Вот уж кто не вызывает никакого сочувствия в этой сцене — так это человек, глумливо пытающий Слуцкого. Для молодого критика Слуцкий — это поэт, оставшийся в истории, а кто те, издевавшиеся над ним в приступе морального превосходства?


Пятидесятые годы Слуцкий закрыл сборниками «Время» (1959) и «Сегодня и вчера» (1961), и они продолжали «Память», завершая весь его стиховой корпус пятидесятых. О закрытой истории возникновения «Памяти» рассказывает Владимир Огнёв, которому в издательстве «Советский писатель» поручили составить книгу Слуцкого:


Свой чемоданчик, чудом сохранившийся с фронта, он раскрыл не сразу. Там хранились стихи и проза, которую он доверил ещё позже. В начале 1957 года Борис торжественно вручил мне толстую папку стихов: «Донесёте?» Он сказал, что позвонил в «Советский писатель» и попросил, чтоб я составил и редактировал первую его книгу. Там согласились.

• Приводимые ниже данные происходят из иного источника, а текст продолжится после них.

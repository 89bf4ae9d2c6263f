//! Club resource routes.

use crate::handlers::{karts, race_results, racers, races, tracks, workers};
use crate::state::AppState;
use axum::{routing::get, routing::post, Router};

pub fn club_routes(state: AppState) -> Router {
    Router::new()
        .route("/karts", get(karts::list_karts).post(karts::create_kart))
        .route(
            "/karts/:id",
            get(karts::get_kart)
                .put(karts::update_kart)
                .delete(karts::delete_kart),
        )
        .route("/karts/:id/results", get(karts::kart_results))
        .route("/tracks", get(tracks::list_tracks).post(tracks::create_track))
        .route("/tracks/:id", get(tracks::get_track))
        .route("/tracks/:id/races", get(tracks::track_races))
        .route("/races", get(races::list_races).post(races::create_race))
        .route("/races/:id", get(races::get_race))
        .route("/races/:id/results", get(race_results::results_of_race))
        .route("/races/:id/workers", get(workers::race_workers))
        .route("/racers", get(racers::list_racers).post(racers::create_racer))
        .route("/racers/:id", get(racers::get_racer))
        .route("/racers/:id/history", get(racers::racer_history))
        .route(
            "/race-results",
            get(race_results::list_race_results).post(race_results::create_race_result),
        )
        .route("/workers", get(workers::list_workers).post(workers::create_worker))
        .route("/workers/:id", get(workers::get_worker))
        .route("/workers/:id/races", get(workers::worker_races))
        .route("/worker-assignments", post(workers::create_worker_assignment))
        .with_state(state)
}
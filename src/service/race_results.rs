//! Race participation records (`race_racer_karts`): who drove which kart in which race.

use crate::error::AppError;
use crate::model::{Id, RaceResult, RaceResultBase};
use sqlx::PgConnection;

const SELECT_RESULTS: &str =
    "SELECT id, race_id, racer_id, kart_id, duration FROM race_racer_karts";

/// Insert a participation record. Only the store's foreign keys guard `racer_id` and `kart_id`.
pub async fn create_race_racer_kart(
    conn: &mut PgConnection,
    result: &RaceResultBase,
) -> Result<RaceResult, AppError> {
    let sql = r#"
        INSERT INTO race_racer_karts (race_id, racer_id, kart_id, duration)
        VALUES ($1, $2, $3, $4)
        RETURNING id, race_id, racer_id, kart_id, duration
    "#;
    tracing::debug!(sql = %sql, "query");
    let row = sqlx::query_as::<_, RaceResult>(sql)
        .bind(result.race_id)
        .bind(result.racer_id)
        .bind(result.kart_id)
        .bind(result.duration)
        .fetch_one(&mut *conn)
        .await?;
    Ok(row)
}

pub async fn read_all_race_results(conn: &mut PgConnection) -> Result<Vec<RaceResult>, AppError> {
    let sql = format!("{} ORDER BY id", SELECT_RESULTS);
    tracing::debug!(sql = %sql, "query");
    let rows = sqlx::query_as::<_, RaceResult>(&sql).fetch_all(&mut *conn).await?;
    Ok(rows)
}

pub async fn get_race_results(
    conn: &mut PgConnection,
    race_id: Id,
) -> Result<Vec<RaceResult>, AppError> {
    filter_by(conn, "race_id", race_id).await
}

pub async fn get_racer_history(
    conn: &mut PgConnection,
    racer_id: Id,
) -> Result<Vec<RaceResult>, AppError> {
    filter_by(conn, "racer_id", racer_id).await
}

pub async fn get_kart_results(
    conn: &mut PgConnection,
    kart_id: Id,
) -> Result<Vec<RaceResult>, AppError> {
    filter_by(conn, "kart_id", kart_id).await
}

/// `column` is always one of the fixed foreign-key names above, never caller input.
async fn filter_by(
    conn: &mut PgConnection,
    column: &'static str,
    value: Id,
) -> Result<Vec<RaceResult>, AppError> {
    let sql = format!("{} WHERE {} = $1 ORDER BY id", SELECT_RESULTS, column);
    tracing::debug!(sql = %sql, value, "query");
    let rows = sqlx::query_as::<_, RaceResult>(&sql)
        .bind(value)
        .fetch_all(&mut *conn)
        .await?;
    Ok(rows)
}
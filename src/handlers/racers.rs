use crate::error::AppError;
use crate::extractors::DbSession;
use crate::model::{Id, RaceResult, Racer, RacerBase};
use crate::service;
use axum::{extract::Path, Json};

#[utoipa::path(get, path = "/racers", tag = "racers",
    responses((status = 200, description = "All racers", body = Vec<Racer>)))]
pub async fn list_racers(mut session: DbSession) -> Result<Json<Vec<Racer>>, AppError> {
    Ok(Json(service::read_all_racers(&mut session).await?))
}

#[utoipa::path(get, path = "/racers/{id}", tag = "racers",
    params(("id" = i32, Path, description = "Racer id")),
    responses(
        (status = 200, description = "The racer", body = Racer),
        (status = 404, description = "No racer with this id"),
    ))]
pub async fn get_racer(
    mut session: DbSession,
    Path(id): Path<Id>,
) -> Result<Json<Racer>, AppError> {
    let racer = service::read_racer_by_id(&mut session, id)
        .await?
        .ok_or_else(|| AppError::NotFound(format!("racer {} not found", id)))?;
    Ok(Json(racer))
}

#[utoipa::path(post, path = "/racers", tag = "racers", request_body = RacerBase,
    responses((status = 200, description = "Created racer", body = Racer)))]
pub async fn create_racer(
    mut session: DbSession,
    Json(body): Json<RacerBase>,
) -> Result<Json<Racer>, AppError> {
    Ok(Json(service::create_racer(&mut session, &body).await?))
}

#[utoipa::path(get, path = "/racers/{id}/history", tag = "race results",
    params(("id" = i32, Path, description = "Racer id")),
    responses(
        (status = 200, description = "Every race result of this racer", body = Vec<RaceResult>)
    ))]
pub async fn racer_history(
    mut session: DbSession,
    Path(id): Path<Id>,
) -> Result<Json<Vec<RaceResult>>, AppError> {
    Ok(Json(service::get_racer_history(&mut session, id).await?))
}
//! Kart club HTTP server.
//!
//! Run from repo root: `cargo run -p kart-club-server`
//! Settings come from the environment (or a `.env` file): DATABASE_URL, BIND_ADDR,
//! DATABASE_MAX_CONNECTIONS, SEED_DEMO_DATA, BODY_LIMIT_BYTES.

use kart_club::logging::init_tracing;
use kart_club::{app, create_tables, ensure_database_exists, seed_database, AppState, Settings};
use tokio::net::TcpListener;

#[tokio::main]
async fn main() -> Result<(), Box<dyn std::error::Error>> {
    let settings = Settings::load()?;
    init_tracing();
    tracing::info!(bind_addr = %settings.bind_addr, "starting kart club api");

    ensure_database_exists(&settings.database_url).await?;
    let pool = sqlx::postgres::PgPoolOptions::new()
        .max_connections(settings.max_connections)
        .connect(&settings.database_url)
        .await?;

    create_tables(&pool).await?;
    tracing::info!("tables ready");
    if settings.seed_demo_data {
        let outcome = seed_database(&pool).await?;
        tracing::info!(?outcome, "demo data check done");
    }

    let router = app(AppState::new(pool), settings.body_limit_bytes);
    let listener = TcpListener::bind(&settings.bind_addr).await?;
    tracing::info!("listening on http://{}", listener.local_addr()?);
    axum::serve(listener, router).await?;
    Ok(())
}
//! Entity shapes. Each entity has a `*Base` input shape without the identifier and a
//! persisted shape that flattens the base next to the store-assigned `id`.

mod kart;
mod race;
mod race_result;
mod racer;
mod track;
mod worker;
mod worker_assignment;

pub use kart::{Kart, KartBase, KartUpdate};
pub use race::{Race, RaceBase};
pub use race_result::{RaceResult, RaceResultBase};
pub use racer::{Racer, RacerBase};
pub use track::{Track, TrackBase};
pub use worker::{Worker, WorkerBase};
pub use worker_assignment::{WorkerAssignment, WorkerAssignmentBase};

/// Store-assigned surrogate key (PostgreSQL `SERIAL`).
pub type Id = i32;
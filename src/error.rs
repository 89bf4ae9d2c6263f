//! Typed errors and HTTP mapping.

use axum::{
    http::StatusCode,
    response::{IntoResponse, Response},
    Json,
};
use serde::Serialize;
use thiserror::Error;

#[derive(Error, Debug)]
pub enum ConfigError {
    #[error("invalid value for {key}: '{value}'")]
    Invalid { key: &'static str, value: String },
    #[error("invalid DATABASE_URL: {0}")]
    DatabaseUrl(String),
}

#[derive(Error, Debug)]
pub enum AppError {
    #[error(transparent)]
    Config(#[from] ConfigError),
    #[error("not found: {0}")]
    NotFound(String),
    /// A foreign key in the request body does not resolve to an existing row.
    #[error("invalid reference: {0}")]
    InvalidReference(String),
    #[error("database: {0}")]
    Db(#[from] sqlx::Error),
}

impl AppError {
    pub fn status_and_code(&self) -> (StatusCode, &'static str) {
        match self {
            AppError::Config(_) => (StatusCode::INTERNAL_SERVER_ERROR, "config_error"),
            AppError::NotFound(_) => (StatusCode::NOT_FOUND, "not_found"),
            AppError::InvalidReference(_) => (StatusCode::BAD_REQUEST, "invalid_reference"),
            AppError::Db(_) => (StatusCode::INTERNAL_SERVER_ERROR, "database_error"),
        }
    }
}

#[derive(Serialize)]
pub struct ErrorBody {
    pub error: ErrorDetail,
}

#[derive(Serialize)]
pub struct ErrorDetail {
    pub code: String,
    pub message: String,
}

impl IntoResponse for AppError {
    fn into_response(self) -> Response {
        let (status, code) = self.status_and_code();
        if let AppError::Db(e) = &self {
            tracing::error!(error = %e, "store operation failed");
        }
        let body = ErrorBody {
            error: ErrorDetail {
                code: code.to_string(),
                message: self.to_string(),
            },
        };
        (status, Json(body)).into_response()
    }
}

#[cfg(test)]
mod tests {
    use super::*;

    #[test]
    fn not_found_maps_to_404() {
        let err = AppError::NotFound("kart 7".into());
        assert_eq!(err.status_and_code(), (StatusCode::NOT_FOUND, "not_found"));
        assert_eq!(err.to_string(), "not found: kart 7");
    }

    #[test]
    fn invalid_reference_maps_to_400() {
        let err = AppError::InvalidReference("track 999999 does not exist".into());
        assert_eq!(err.status_and_code().0, StatusCode::BAD_REQUEST);
        assert_eq!(err.into_response().status(), StatusCode::BAD_REQUEST);
    }

    #[test]
    fn store_errors_are_server_errors() {
        let err = AppError::from(sqlx::Error::PoolTimedOut);
        assert_eq!(
            err.status_and_code(),
            (StatusCode::INTERNAL_SERVER_ERROR, "database_error")
        );
    }

    #[test]
    fn bootstrap_config_errors_are_not_client_errors() {
        let err = AppError::from(ConfigError::DatabaseUrl("relative URL without a base".into()));
        assert_eq!(
            err.status_and_code(),
            (StatusCode::INTERNAL_SERVER_ERROR, "config_error")
        );
    }
}
//! Database bootstrap: create the database if missing and create the club tables if absent.

use crate::error::{AppError, ConfigError};
use sqlx::postgres::PgConnectOptions;
use sqlx::ConnectOptions;
use sqlx::PgPool;
use std::str::FromStr;

/// Club tables in creation order (referenced tables first).
pub const TABLES: &[(&str, &str)] = &[
    (
        "tracks",
        r#"
        CREATE TABLE IF NOT EXISTS tracks (
            id SERIAL PRIMARY KEY,
            name TEXT NOT NULL,
            state BOOLEAN NOT NULL,
            open BOOLEAN NOT NULL,
            length DOUBLE PRECISION NOT NULL
        )
        "#,
    ),
    (
        "karts",
        r#"
        CREATE TABLE IF NOT EXISTS karts (
            id SERIAL PRIMARY KEY,
            model TEXT NOT NULL,
            state BOOLEAN NOT NULL,
            tires TEXT NOT NULL,
            tires_change_date DATE NOT NULL,
            rain BOOLEAN NOT NULL
        )
        "#,
    ),
    (
        "racers",
        r#"
        CREATE TABLE IF NOT EXISTS racers (
            id SERIAL PRIMARY KEY,
            name TEXT NOT NULL,
            club_card BOOLEAN NOT NULL,
            date_of_birth DATE NOT NULL,
            date_of_registration DATE NOT NULL,
            best_time TIME NOT NULL
        )
        "#,
    ),
    (
        "workers",
        r#"
        CREATE TABLE IF NOT EXISTS workers (
            id SERIAL PRIMARY KEY,
            name TEXT NOT NULL,
            date_of_birth DATE NOT NULL,
            status TEXT NOT NULL,
            salary DOUBLE PRECISION NOT NULL
        )
        "#,
    ),
    (
        "races",
        r#"
        CREATE TABLE IF NOT EXISTS races (
            id SERIAL PRIMARY KEY,
            track_id INTEGER NOT NULL REFERENCES tracks (id),
            race_date DATE
        )
        "#,
    ),
    (
        "workers_races",
        r#"
        CREATE TABLE IF NOT EXISTS workers_races (
            id SERIAL PRIMARY KEY,
            worker_id INTEGER NOT NULL REFERENCES workers (id),
            race_id INTEGER NOT NULL REFERENCES races (id)
        )
        "#,
    ),
    (
        "race_racer_karts",
        r#"
        CREATE TABLE IF NOT EXISTS race_racer_karts (
            id SERIAL PRIMARY KEY,
            race_id INTEGER NOT NULL REFERENCES races (id),
            racer_id INTEGER NOT NULL REFERENCES racers (id),
            kart_id INTEGER NOT NULL REFERENCES karts (id),
            duration TIME NOT NULL
        )
        "#,
    ),
];

/// Create every club table that does not exist yet. Existing tables are left untouched.
pub async fn create_tables(pool: &PgPool) -> Result<(), AppError> {
    for (name, ddl) in TABLES {
        tracing::debug!(table = %name, "create table if not exists");
        sqlx::query(ddl).execute(pool).await?;
    }
    Ok(())
}

/// Ensure the database named in `database_url` exists; create it if not. Connects to the
/// `postgres` admin database on the same server to run CREATE DATABASE. Call before creating
/// the main pool. When the admin database is unreachable the check is skipped with a warning,
/// and the main pool connect reports whether the target database is usable.
pub async fn ensure_database_exists(database_url: &str) -> Result<(), AppError> {
    let (admin, db_name) = admin_options(database_url)?;
    if db_name.is_empty() || db_name == "postgres" {
        return Ok(());
    }
    let mut conn = match admin.connect().await {
        Ok(conn) => conn,
        Err(e) => {
            tracing::warn!(
                error = %e,
                database = %db_name,
                "admin database unreachable, skipping database check"
            );
            return Ok(());
        }
    };
    let exists: bool =
        sqlx::query_scalar("SELECT EXISTS(SELECT 1 FROM pg_database WHERE datname = $1)")
            .bind(&db_name)
            .fetch_one(&mut conn)
            .await?;
    if !exists {
        tracing::info!(database = %db_name, "creating database");
        sqlx::query(&format!("CREATE DATABASE {}", quote_ident(&db_name)))
            .execute(&mut conn)
            .await?;
    }
    Ok(())
}

/// Connect options for the `postgres` admin database on the server of `database_url`,
/// plus the target database name from that URL.
fn admin_options(database_url: &str) -> Result<(PgConnectOptions, String), ConfigError> {
    let options = PgConnectOptions::from_str(database_url)
        .map_err(|e| ConfigError::DatabaseUrl(e.to_string()))?;
    let db_name = options.get_database().unwrap_or_default().to_string();
    Ok((options.database("postgres"), db_name))
}

fn quote_ident(name: &str) -> String {
    format!("\"{}\"", name.replace('"', "\"\""))
}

Речь шла о сборнике избранного листов в десять.

Каково же было удивление Бориса, когда я, придя к нему — тогда он снимал комнату где-то в районе Неглинной, — предложил свой состав всего из... 39 стихотворений.

В книге «Память», которая была подписана в печать — какая символика! — 22 июня, значится 40.

Слуцкий задумался. Потом твёрдо сказал: «Хорошо. Только я бы хотел добавить одно стихотворение — “Последнею усталостью устав...”». Пожелтевший листок лёг на своё место. Слуцкий с церемонной важностью пожал мне руку, как будто мы подписали меморандум.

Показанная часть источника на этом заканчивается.